Dibutyl phthalate (DBP), extensively used as a plasticizer, has endocrine-disrupting properties that may increase the risk of breast cancer at low concentrations. However, previous studies on the effects of DBP on breast cancer mainly focused on the activation of typical intracellular receptors, and the downstream mechanisms at the metabolic level have not been well elucidated. Therefore, our study applied metabolomics, lipidomics, and mass spectrometry imaging (MSI) techniques to investigate the metabolic responses of the MCF-7 breast cancer cell spheroid (CCS) to DBP exposure.
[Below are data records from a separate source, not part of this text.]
//! The set-inputs / compute / read-output evaluation protocol.
//!
//! A [`Simulation`] owns its scratch state (current inputs and last output)
//! and only borrows the immutable [`ControlSystem`] through an `Arc`, so
//! separate simulations never observe each other's inputs. When a single
//! scratch state really must be shared, [`SharedSimulation`] runs the whole
//! sequence under one lock.

use std::fmt;
use std::sync::{Arc, Mutex};

use crate::error::{EvaluationError, FuzzyError, FuzzyResult};
use crate::system::{ControlSystem, Evaluation, InputValues};

/// Where a simulation is in its evaluation cycle.
#[derive(Debug, Clone, Copy, PartialEq, Eq, Hash)]
pub enum SimulationState {
    /// At least one declared input has no value yet.
    Uninitialized,
    /// Every declared input has a value; nothing computed for them yet.
    InputsSet,
    /// Output is available for the current inputs.
    Computed,
}

impl fmt::Display for SimulationState {
    fn fmt(&self, f: &mut fmt::Formatter<'_>) -> fmt::Result {
        match self {
            Self::Uninitialized => write!(f, "uninitialized"),
            Self::InputsSet => write!(f, "inputs_set"),
            Self::Computed => write!(f, "computed"),
        }
    }
}

/// Private evaluation scratch state over a shared control system.
///
/// # Examples
///
/// ```
/// use fuzzy_satisfaction::{customer_satisfaction_system, Defuzzification, Simulation};
/// use std::sync::Arc;
///
/// let system = Arc::new(customer_satisfaction_system(1.0, Defuzzification::Centroid).unwrap());
/// let mut sim = Simulation::new(system);
/// sim.set_input("service_speed", 5.0).unwrap();
/// sim.set_input("food_quality", 5.0).unwrap();
/// sim.compute().unwrap();
/// let score = sim.get_output("customer_satisfaction").unwrap();
/// assert!((score - 5.0).abs() < 1e-9);
/// ```
#[derive(Debug, Clone)]
pub struct Simulation {
    system: Arc<ControlSystem>,
    inputs: InputValues,
    last: Option<Evaluation>,
}

impl Simulation {
    /// Creates a simulation with empty scratch state.
    #[must_use]
    pub fn new(system: Arc<ControlSystem>) -> Self {
        Self {
            system,
            inputs: InputValues::new(),
            last: None,
        }
    }

    /// The control system being simulated.
    #[must_use]
    pub fn system(&self) -> &ControlSystem {
        &self.system
    }

    /// Current state of the evaluation cycle.
    #[must_use]
    pub fn state(&self) -> SimulationState {
        if self.last.is_some() {
            SimulationState::Computed
        } else if self
            .system
            .inputs()
            .iter()
            .all(|v| self.inputs.contains_key(v.name()))
        {
            SimulationState::InputsSet
        } else {
            SimulationState::Uninitialized
        }
    }

    /// Sets the crisp value of an input variable.
    ///
    /// Values outside the universe are accepted; they simply fuzzify to zero
    /// beyond the outermost term. Any previously computed output is discarded.
    ///
    /// # Errors
    ///
    /// Returns `EvaluationError::UnknownVariable` if `name` is not a declared
    /// input and `EvaluationError::NonFiniteInput` for NaN or infinite values.
    pub fn set_input(&mut self, name: &str, value: f64) -> Result<(), EvaluationError> {
        if self.system.input(name).is_none() {
            return Err(EvaluationError::UnknownVariable {
                name: name.to_string(),
            });
        }
        if !value.is_finite() {
            return Err(EvaluationError::NonFiniteInput {
                variable: name.to_string(),
                value,
            });
        }
        self.inputs.insert(name.to_string(), value);
        self.last = None;
        Ok(())
    }

    /// Sets several inputs at once, stopping at the first error.
    ///
    /// # Errors
    ///
    /// See [`Simulation::set_input`].
    pub fn set_inputs<'a>(
        &mut self,
        values: impl IntoIterator<Item = (&'a str, f64)>,
    ) -> Result<(), EvaluationError> {
        values
            .into_iter()
            .try_for_each(|(name, value)| self.set_input(name, value))
    }

    /// Runs the pipeline for the current inputs and stores the result.
    ///
    /// Computing twice with unchanged inputs yields the same output.
    ///
    /// # Errors
    ///
    /// Returns `EvaluationError::MissingInput` if a declared input has no
    /// value and `EvaluationError::NoRuleFired` if no rule fires.
    pub fn compute(&mut self) -> Result<f64, EvaluationError> {
        self.last = None;
        let evaluation = self.system.evaluate(&self.inputs)?;
        let output = evaluation.output();
        self.last = Some(evaluation);
        Ok(output)
    }

    /// Reads the crisp output computed for the current inputs.
    ///
    /// # Errors
    ///
    /// Returns `EvaluationError::UnknownVariable` if `name` is not the output
    /// variable and `EvaluationError::NotComputed` before a successful
    /// [`Simulation::compute`] for the current inputs.
    pub fn get_output(&self, name: &str) -> Result<f64, EvaluationError> {
        if name != self.system.output().name() {
            return Err(EvaluationError::UnknownVariable {
                name: name.to_string(),
            });
        }
        self.last
            .as_ref()
            .map(Evaluation::output)
            .ok_or_else(|| EvaluationError::NotComputed {
                variable: name.to_string(),
            })
    }

    /// The full trace of the last successful computation.
    #[must_use]
    pub fn last_evaluation(&self) -> Option<&Evaluation> {
        self.last.as_ref()
    }

    /// Clears inputs and output.
    pub fn reset(&mut self) {
        self.inputs.clear();
        self.last = None;
    }
}

/// One scratch state shared between callers, serialized by a mutex.
///
/// Each [`SharedSimulation::run`] holds the lock for the whole
/// set-inputs, compute, read-output sequence, so no caller can overwrite
/// another's inputs mid-evaluation.
#[derive(Debug)]
pub struct SharedSimulation {
    inner: Mutex<Simulation>,
}

impl SharedSimulation {
    /// Wraps a fresh simulation of `system`.
    #[must_use]
    pub fn new(system: Arc<ControlSystem>) -> Self {
        Self {
            inner: Mutex::new(Simulation::new(system)),
        }
    }

    /// Sets all inputs, computes and reads the output atomically.
    ///
    /// # Errors
    ///
    /// Returns the evaluation error of any step, or an internal error if the
    /// lock was poisoned.
    pub fn run<'a>(&self, values: impl IntoIterator<Item = (&'a str, f64)>) -> FuzzyResult<f64> {
        let mut sim = self
            .inner
            .lock()
            .map_err(|_| FuzzyError::internal("shared simulation lock poisoned"))?;
        sim.reset();
        sim.set_inputs(values)?;
        sim.compute()?;
        let output = sim.system().output().name().to_string();
        Ok(sim.get_output(&output)?)
    }
}

#[cfg(test)]
mod tests {
    use super::*;
    use crate::defuzz::Defuzzification;
    use crate::satisfaction::{
        customer_satisfaction_system, CUSTOMER_SATISFACTION, FOOD_QUALITY, SERVICE_SPEED,
    };

    fn sim() -> Simulation {
        Simulation::new(Arc::new(
            customer_satisfaction_system(1.0, Defuzzification::Centroid).unwrap(),
        ))
    }

    #[test]
    fn state_machine_transitions() {
        let mut s = sim();
        assert_eq!(s.state(), SimulationState::Uninitialized);
        s.set_input(SERVICE_SPEED, 3.0).unwrap();
        assert_eq!(s.state(), SimulationState::Uninitialized);
        s.set_input(FOOD_QUALITY, 7.0).unwrap();
        assert_eq!(s.state(), SimulationState::InputsSet);
        s.compute().unwrap();
        assert_eq!(s.state(), SimulationState::Computed);
        s.set_input(SERVICE_SPEED, 4.0).unwrap();
        assert_eq!(s.state(), SimulationState::InputsSet);
    }

    #[test]
    fn output_before_compute_is_not_computed() {
        let mut s = sim();
        assert!(matches!(
            s.get_output(CUSTOMER_SATISFACTION),
            Err(EvaluationError::NotComputed { .. })
        ));
        s.set_inputs([(SERVICE_SPEED, 1.0), (FOOD_QUALITY, 1.0)]).unwrap();
        assert!(matches!(
            s.get_output(CUSTOMER_SATISFACTION),
            Err(EvaluationError::NotComputed { .. })
        ));
    }

    #[test]
    fn compute_requires_every_input() {
        let mut s = sim();
        s.set_input(SERVICE_SPEED, 1.0).unwrap();
        assert_eq!(
            s.compute(),
            Err(EvaluationError::MissingInput {
                variable: FOOD_QUALITY.to_string()
            })
        );
    }

    #[test]
    fn new_input_invalidates_previous_output() {
        let mut s = sim();
        s.set_inputs([(SERVICE_SPEED, 10.0), (FOOD_QUALITY, 10.0)]).unwrap();
        s.compute().unwrap();
        assert!(s.get_output(CUSTOMER_SATISFACTION).is_ok());
        s.set_input(FOOD_QUALITY, 0.0).unwrap();
        assert!(matches!(
            s.get_output(CUSTOMER_SATISFACTION),
            Err(EvaluationError::NotComputed { .. })
        ));
    }

    #[test]
    fn failed_compute_leaves_no_output() {
        let mut s = sim();
        s.set_inputs([(SERVICE_SPEED, 5.0), (FOOD_QUALITY, 5.0)]).unwrap();
        s.compute().unwrap();
        s.set_inputs([(SERVICE_SPEED, -20.0), (FOOD_QUALITY, 50.0)]).unwrap();
        assert!(matches!(s.compute(), Err(EvaluationError::NoRuleFired { .. })));
        assert!(matches!(
            s.get_output(CUSTOMER_SATISFACTION),
            Err(EvaluationError::NotComputed { .. })
        ));
        assert_eq!(s.state(), SimulationState::InputsSet);
    }

    #[test]
    fn unknown_names_rejected() {
        let mut s = sim();
        assert!(matches!(
            s.set_input("ambience", 3.0),
            Err(EvaluationError::UnknownVariable { .. })
        ));
        assert!(matches!(
            s.set_input(CUSTOMER_SATISFACTION, 3.0),
            Err(EvaluationError::UnknownVariable { .. })
        ));
        assert!(matches!(
            s.get_output(SERVICE_SPEED),
            Err(EvaluationError::UnknownVariable { .. })
        ));
        assert!(matches!(
            s.set_input(SERVICE_SPEED, f64::INFINITY),
            Err(EvaluationError::NonFiniteInput { .. })
        ));
    }

    #[test]
    fn clones_have_independent_scratch_state() {
        let mut a = sim();
        a.set_inputs([(SERVICE_SPEED, 0.0), (FOOD_QUALITY, 0.0)]).unwrap();
        let mut b = a.clone();
        b.set_inputs([(SERVICE_SPEED, 10.0), (FOOD_QUALITY, 10.0)]).unwrap();
        let low = a.compute().unwrap();
        let high = b.compute().unwrap();
        assert!(low < high);
    }

    #[test]
    fn shared_simulation_runs_whole_sequence() {
        let shared = SharedSimulation::new(Arc::new(
            customer_satisfaction_system(1.0, Defuzzification::Centroid).unwrap(),
        ));
        let out = shared.run([(SERVICE_SPEED, 5.0), (FOOD_QUALITY, 5.0)]).unwrap();
        assert!((out - 5.0).abs() < 1e-9);
        let err = shared.run([(SERVICE_SPEED, 5.0)]).unwrap_err();
        assert!(err.is_recoverable());
    }
}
The omics results showed that DBP exposure resulted in increased glucose and glutamine uptake and catabolism in breast CCS which supported the production of nucleotides, glycerophospholipids, and amino acids, providing sufficient energy and building blocks for the synthesis of DNA/RNA and the cytomembrane necessary for cell proliferation. These results were further corroborated by the MSI data, showing enhanced abundances of ATP, GMP, UDP, lysophosphatidylcholines, phosphatidylcholines, and phosphatidylethanolamines in CCS treated with DBP. Interestingly, most of these biomolecules were predominantly distributed in the proliferative region. Our result indicated that the enhanced supply of energy and biosynthetic substrates in the peripheral area facilitated the proliferation of breast CCS, shedding new light on the metabolic mechanisms of DBP-promoted breast cancer development.